The manufacturing sector grew at an average rate of 8 percent from the sixties to the eighties, but fell to 3.9 percent during the nineties. This was mainly caused by reduction in investment levels due to lack of continuity and consistency in policies. Political instability law and order position in the major industrial centres, transport bottlenecks, as well as unreliability and inadequate availability of power supply at affordable rates were additional factors pulling down the sector. The sector has shown impressive recovery recently and has grown at a compound rate of 10.9 percent per annum during 2001 – 05, with Large Scale Manufacturing (LSM) growing even faster (Fig 1). Political and macroeconomic stability, rationalisation of tariffs, increase in investments, improved utilisation of productive capacity, and growth in demand for manufactured products, resulting from higher exports and consumer financing have been the major factors leading to this growth. Share of manufacturing in Pakistan’s GDP is currently 18.2 percent, and production costs have come down because of higher volumes.

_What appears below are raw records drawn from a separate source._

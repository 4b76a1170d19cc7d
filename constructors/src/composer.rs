//! Expression composition as a flux network.
//!
//! Every process moves material from a source tracer to a sink at some
//! rate. A tracer's tendency is the sum of its inflows minus the sum of its
//! outflows, so whatever one tracer loses another gains, unless the sink is
//! [`Sink::Exported`].
//!
//! | Process | Flux | Kernel |
//! |---------|------|--------|
//! | growth | N → Pᵢ | `photosynthetic_growth_single_nutrient[_geider_light]` |
//! | linear mortality | X → D | `linear_loss` |
//! | quadratic mortality | X → D | `quadratic_loss` |
//! | predation gain | prey → predator | `predation_gain_preferential` |
//! | sloppy feeding | prey → D | `predation_assimilation_loss_preferential` |
//! | remineralization | D → N | `remineralization_idealized` |

use log::debug;
use serde::Serialize;
use tidepool_compiler::Expr;

use crate::classes::{ClassSet, SizeClass};
use crate::error::ConstructError;
use crate::interactions::{InteractionMatrix, ASSIMILATION_EFFICIENCY, PALATABILITY};
use crate::parameters::{
    class_parameter, pair_parameter, BiogeochemistryArgs, LightLimitation, ParameterSet,
    PhytoplanktonArgs, ZooplanktonArgs,
};

/// Nutrient tracer name.
pub const NUTRIENT: &str = "N";
/// Detritus tracer name.
pub const DETRITUS: &str = "D";
/// Photosynthetically active radiation, the default auxiliary field.
pub const PAR: &str = "PAR";

/// Where a flux goes.
#[derive(Debug, Clone, PartialEq, Serialize)]
#[serde(rename_all = "snake_case")]
pub enum Sink {
    /// Another tracer.
    Tracer(String),
    /// Out of the modelled system.
    Exported,
}

/// One directed transfer.
#[derive(Debug, Clone, PartialEq, Serialize)]
pub struct Flux {
    /// Process name.
    pub process: &'static str,
    /// Tracer losing material.
    pub source: String,
    /// Where the material goes.
    pub sink: Sink,
    /// Transfer rate, `>= 0` for physical states.
    pub rate: Expr,
}

/// All fluxes of a model.
#[derive(Debug, Clone, Default, PartialEq, Serialize)]
pub struct FluxNetwork {
    fluxes: Vec<Flux>,
}

impl FluxNetwork {
    /// Adds a flux from `source` to another tracer.
    pub fn transfer(&mut self, process: &'static str, source: &str, sink: &str, rate: Expr) {
        self.fluxes.push(Flux {
            process,
            source: source.to_owned(),
            sink: Sink::Tracer(sink.to_owned()),
            rate,
        });
    }

    /// Adds a flux leaving the system.
    pub fn export(&mut self, process: &'static str, source: &str, rate: Expr) {
        self.fluxes.push(Flux {
            process,
            source: source.to_owned(),
            sink: Sink::Exported,
            rate,
        });
    }

    /// Every flux in insertion order.
    #[must_use]
    pub fn fluxes(&self) -> &[Flux] {
        &self.fluxes
    }

    /// `Σ inflows − Σ outflows` of `tracer`.
    #[must_use]
    pub fn tendency(&self, tracer: &str) -> Expr {
        let inflows = self
            .fluxes
            .iter()
            .filter(|f| matches!(&f.sink, Sink::Tracer(t) if t == tracer))
            .map(|f| f.rate.clone());
        let mut outflows = self
            .fluxes
            .iter()
            .filter(|f| f.source == tracer)
            .map(|f| f.rate.clone());
        let gains: Vec<Expr> = inflows.collect();
        let mut total = if gains.is_empty() {
            match outflows.next() {
                Some(first) => -first,
                None => return Expr::Literal(0.0),
            }
        } else {
            Expr::sum(gains)
        };
        for loss in outflows {
            total = total - loss;
        }
        total
    }
}

/// Output of [`compose`]: flattened parameters and the flux network.
#[derive(Debug, Clone, PartialEq)]
pub struct Composition {
    /// Every scalar the composed expressions reference.
    pub parameters: ParameterSet,
    /// Every flux between tracers.
    pub network: FluxNetwork,
    tracers: Vec<String>,
}

impl Composition {
    /// Tracer names: `N`, `D`, then every class.
    #[must_use]
    pub fn tracers(&self) -> &[String] {
        &self.tracers
    }

    /// Composed tendency of `tracer`.
    #[must_use]
    pub fn expression(&self, tracer: &str) -> Expr {
        self.network.tendency(tracer)
    }
}

/// Parameter sets and matrices consumed by [`compose`].
#[derive(Debug, Clone, Copy)]
pub struct ComposeInputs<'a> {
    /// Phytoplankton record.
    pub phyto_args: &'a PhytoplanktonArgs,
    /// Zooplankton record.
    pub zoo_args: &'a ZooplanktonArgs,
    /// Nutrient and detritus record.
    pub bgc_args: &'a BiogeochemistryArgs,
    /// Growth formulation.
    pub light_limitation: LightLimitation,
    /// Palatability matrix over the class set.
    pub palatability: &'a InteractionMatrix,
    /// Assimilation efficiency matrix over the class set.
    pub assimilation_efficiency: &'a InteractionMatrix,
}

struct Builder {
    parameters: ParameterSet,
    network: FluxNetwork,
}

impl Builder {
    fn bind(&mut self, name: String, value: f64) -> Result<Expr, ConstructError> {
        self.parameters.register(name.as_str(), value)?;
        Ok(Expr::Symbol(name))
    }

    fn class_symbol(&self, field: &str, class: &SizeClass) -> Expr {
        Expr::symbol(class_parameter(field, class.name()))
    }

    fn require(&self, process: &'static str, field: &str, class: &SizeClass) -> Result<Expr, ConstructError> {
        let name = class_parameter(field, class.name());
        if self.parameters.contains(&name) {
            Ok(Expr::Symbol(name))
        } else {
            Err(ConstructError::MissingParameter {
                process,
                class: class.name().to_owned(),
                parameter: name,
            })
        }
    }
}

/// Builds the flux network of a size-structured NPZD model.
///
/// Predation fluxes are emitted only for pairs with non-zero palatability;
/// the gain flux is left out when assimilation efficiency is 0 and the
/// sloppy-feeding flux when it is 1.
///
/// # Errors
///
/// Returns [`ConstructError::ParameterConflict`] if two flattened names
/// collide with different values and [`ConstructError::MissingParameter`]
/// if a class with non-zero palatability as predator has no predation
/// rates (phytoplankton never do).
pub fn compose(classes: &ClassSet, inputs: ComposeInputs<'_>) -> Result<Composition, ConstructError> {
    let mut b = Builder {
        parameters: ParameterSet::new(),
        network: FluxNetwork::default(),
    };

    for class in classes.phytoplankton() {
        for (field, value) in inputs.phyto_args.values_for(class) {
            b.bind(class_parameter(field, class.name()), value)?;
        }
    }
    for class in classes.zooplankton() {
        for (field, value) in inputs.zoo_args.values_for(class) {
            b.bind(class_parameter(field, class.name()), value)?;
        }
    }

    for class in classes.phytoplankton() {
        let mut args = vec![
            Expr::symbol(NUTRIENT),
            Expr::symbol(class.name()),
            Expr::symbol(PAR),
            b.class_symbol("maximum_growth_rate", class),
            b.class_symbol("nutrient_half_saturation", class),
        ];
        let kernel = match inputs.light_limitation {
            LightLimitation::Smith => {
                args.push(b.class_symbol("alpha", class));
                "photosynthetic_growth_single_nutrient"
            }
            LightLimitation::Geider => {
                args.push(b.class_symbol("photosynthetic_slope", class));
                args.push(b.class_symbol("chlorophyll_to_carbon_ratio", class));
                "photosynthetic_growth_single_nutrient_geider_light"
            }
        };
        b.network
            .transfer("growth", NUTRIENT, class.name(), Expr::call(kernel, args));
    }

    for class in classes.classes() {
        let x = Expr::symbol(class.name());
        b.network.transfer(
            "linear_mortality",
            class.name(),
            DETRITUS,
            Expr::call("linear_loss", [x.clone(), b.class_symbol("linear_mortality", class)]),
        );
        b.network.transfer(
            "quadratic_mortality",
            class.name(),
            DETRITUS,
            Expr::call("quadratic_loss", [x, b.class_symbol("quadratic_mortality", class)]),
        );
    }

    for (i, predator) in classes.classes().iter().enumerate() {
        for (j, prey) in classes.classes().iter().enumerate() {
            let palatability = inputs.palatability.at(i, j);
            if palatability == 0.0 {
                continue;
            }
            let g_max = b.require("predation", "maximum_predation_rate", predator)?;
            let k_p = b.require("predation", "holling_half_saturation", predator)?;
            let beta_value = inputs.assimilation_efficiency.at(i, j);
            let beta = b.bind(pair_parameter(ASSIMILATION_EFFICIENCY, predator.name(), prey.name()), beta_value)?;
            let palat = b.bind(pair_parameter(PALATABILITY, predator.name(), prey.name()), palatability)?;
            let args = [
                Expr::symbol(prey.name()),
                Expr::symbol(predator.name()),
                beta,
                g_max,
                k_p,
                palat,
            ];
            if beta_value != 0.0 {
                b.network.transfer(
                    "predation",
                    prey.name(),
                    predator.name(),
                    Expr::call("predation_gain_preferential", args.clone()),
                );
            }
            if beta_value != 1.0 {
                b.network.transfer(
                    "sloppy_feeding",
                    prey.name(),
                    DETRITUS,
                    Expr::call("predation_assimilation_loss_preferential", args),
                );
            }
        }
    }

    for (field, value) in inputs.bgc_args.values() {
        b.bind(field.to_owned(), value)?;
    }
    b.network.transfer(
        "remineralization",
        DETRITUS,
        NUTRIENT,
        Expr::call(
            "remineralization_idealized",
            [Expr::symbol(DETRITUS), Expr::symbol("detritus_remineralization")],
        ),
    );

    let tracers = [NUTRIENT, DETRITUS]
        .into_iter()
        .map(str::to_owned)
        .chain(classes.names().map(str::to_owned))
        .collect();
    debug!(
        "composed {} fluxes over {} parameters for {} phytoplankton and {} zooplankton",
        b.network.fluxes().len(),
        b.parameters.len(),
        classes.phytoplankton().len(),
        classes.zooplankton().len()
    );
    Ok(Composition {
        parameters: b.parameters,
        network: b.network,
        tracers,
    })
}

#[cfg(test)]
#[allow(clippy::unwrap_used)]
mod tests {
    use super::*;
    use crate::interactions::{build_matrices, InteractionArgs};

    fn composition(n_phyto: usize, n_zoo: usize, light: LightLimitation) -> Composition {
        let phyto: Vec<f64> = (1..=n_phyto).map(|i| 2.0 * i as f64).collect();
        let zoo: Vec<f64> = (1..=n_zoo).map(|i| 20.0 * i as f64).collect();
        let classes = ClassSet::new(&phyto, &zoo);
        let (p, a) = build_matrices(&classes, &InteractionArgs::default()).unwrap();
        compose(
            &classes,
            ComposeInputs {
                phyto_args: &PhytoplanktonArgs::default(),
                zoo_args: &ZooplanktonArgs::default(),
                bgc_args: &BiogeochemistryArgs::default(),
                light_limitation: light,
                palatability: &p,
                assimilation_efficiency: &a,
            },
        )
        .unwrap()
    }

    #[test]
    fn tracer_order_is_nutrient_detritus_classes() {
        let c = composition(2, 1, LightLimitation::Smith);
        assert_eq!(c.tracers(), ["N", "D", "P1", "P2", "Z1"]);
    }

    #[test]
    fn default_network_exports_nothing() {
        let c = composition(2, 2, LightLimitation::Smith);
        for flux in c.network.fluxes() {
            assert_ne!(flux.sink, Sink::Exported);
        }
        let uses = |tracer: &str| c.expression(tracer).to_string();
        assert!(uses("N").contains("remineralization_idealized"));
        assert!(uses("P1").starts_with("photosynthetic_growth_single_nutrient("));
        assert!(uses("Z1").contains("predation_gain_preferential(P1, Z1"));
    }

    #[test]
    fn geider_growth_uses_chlorophyll_parameters() {
        let c = composition(1, 1, LightLimitation::Geider);
        let growth = c.expression("P1").to_string();
        assert!(growth.contains("photosynthetic_growth_single_nutrient_geider_light"));
        assert!(growth.contains("chlorophyll_to_carbon_ratio_P1"));
    }

    #[test]
    fn zero_palatability_pairs_are_skipped() {
        let c = composition(1, 2, LightLimitation::Smith);
        assert!(c.parameters.contains("palatability_Z1_P1"));
        assert!(!c.parameters.contains("palatability_P1_Z1"));
        assert!(!c.parameters.contains("palatability_Z1_Z2"));
    }

    #[test]
    fn phytoplankton_cannot_prey() {
        let classes = ClassSet::new(&[2.0], &[20.0]);
        let mut args = InteractionArgs::default();
        args.phytoplankton.can_eat = true;
        args.phytoplankton.optimum_predator_prey_ratio = 1.0;
        args.zooplankton.can_be_eaten = true;
        let (p, a) = build_matrices(&classes, &args).unwrap();
        let err = compose(
            &classes,
            ComposeInputs {
                phyto_args: &PhytoplanktonArgs::default(),
                zoo_args: &ZooplanktonArgs::default(),
                bgc_args: &BiogeochemistryArgs::default(),
                light_limitation: LightLimitation::Smith,
                palatability: &p,
                assimilation_efficiency: &a,
            },
        )
        .unwrap_err();
        assert!(matches!(err, ConstructError::MissingParameter { ref parameter, .. } if parameter == "maximum_predation_rate_P1"));
    }

    #[test]
    fn tendency_of_an_isolated_tracer_is_zero() {
        let net = FluxNetwork::default();
        assert_eq!(net.tendency("N"), Expr::Literal(0.0));
        let mut net = FluxNetwork::default();
        net.export("respiration", "Z1", Expr::symbol("r"));
        assert_eq!(net.tendency("Z1"), -Expr::symbol("r"));
    }
}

Pakistan’s manufacturing industry is heavily dominated by food, textiles and apparel, and leather industries to the extent of over 50 percent. The share of textiles and its derivatives in exports was as large as 67 percent in 2003¬04. Other major segments in manufacturing include chemicals and pharmaceuticals (15.2 percent) , basic metal industry (7.7 percent), nonmetallic mineral products (5.1 percent), machinery (4.6 percent), cement 4.4 percent), automobiles (4.4 percent). Automobiles, electronics, cement, fertilizers and textiles have all showed cumulative double digit growth during the last three years.
An important feature of the engineering sector is the level of competence reflected in local design and local content, (with deletion levels of 80 – 100 percent in electrical goods, 56–89 percent in automobiles and motor cycles, and 75¬100 percent in domestic appliances). The share of high technology goods in Pakistan’s exports, however, is under 1 percent, which is indicative of an obvious neglect or inability to exploit a major opportunity, since engineering goods make up 63 percent of world trade in 2003, with electronics contributing nearly half of this value.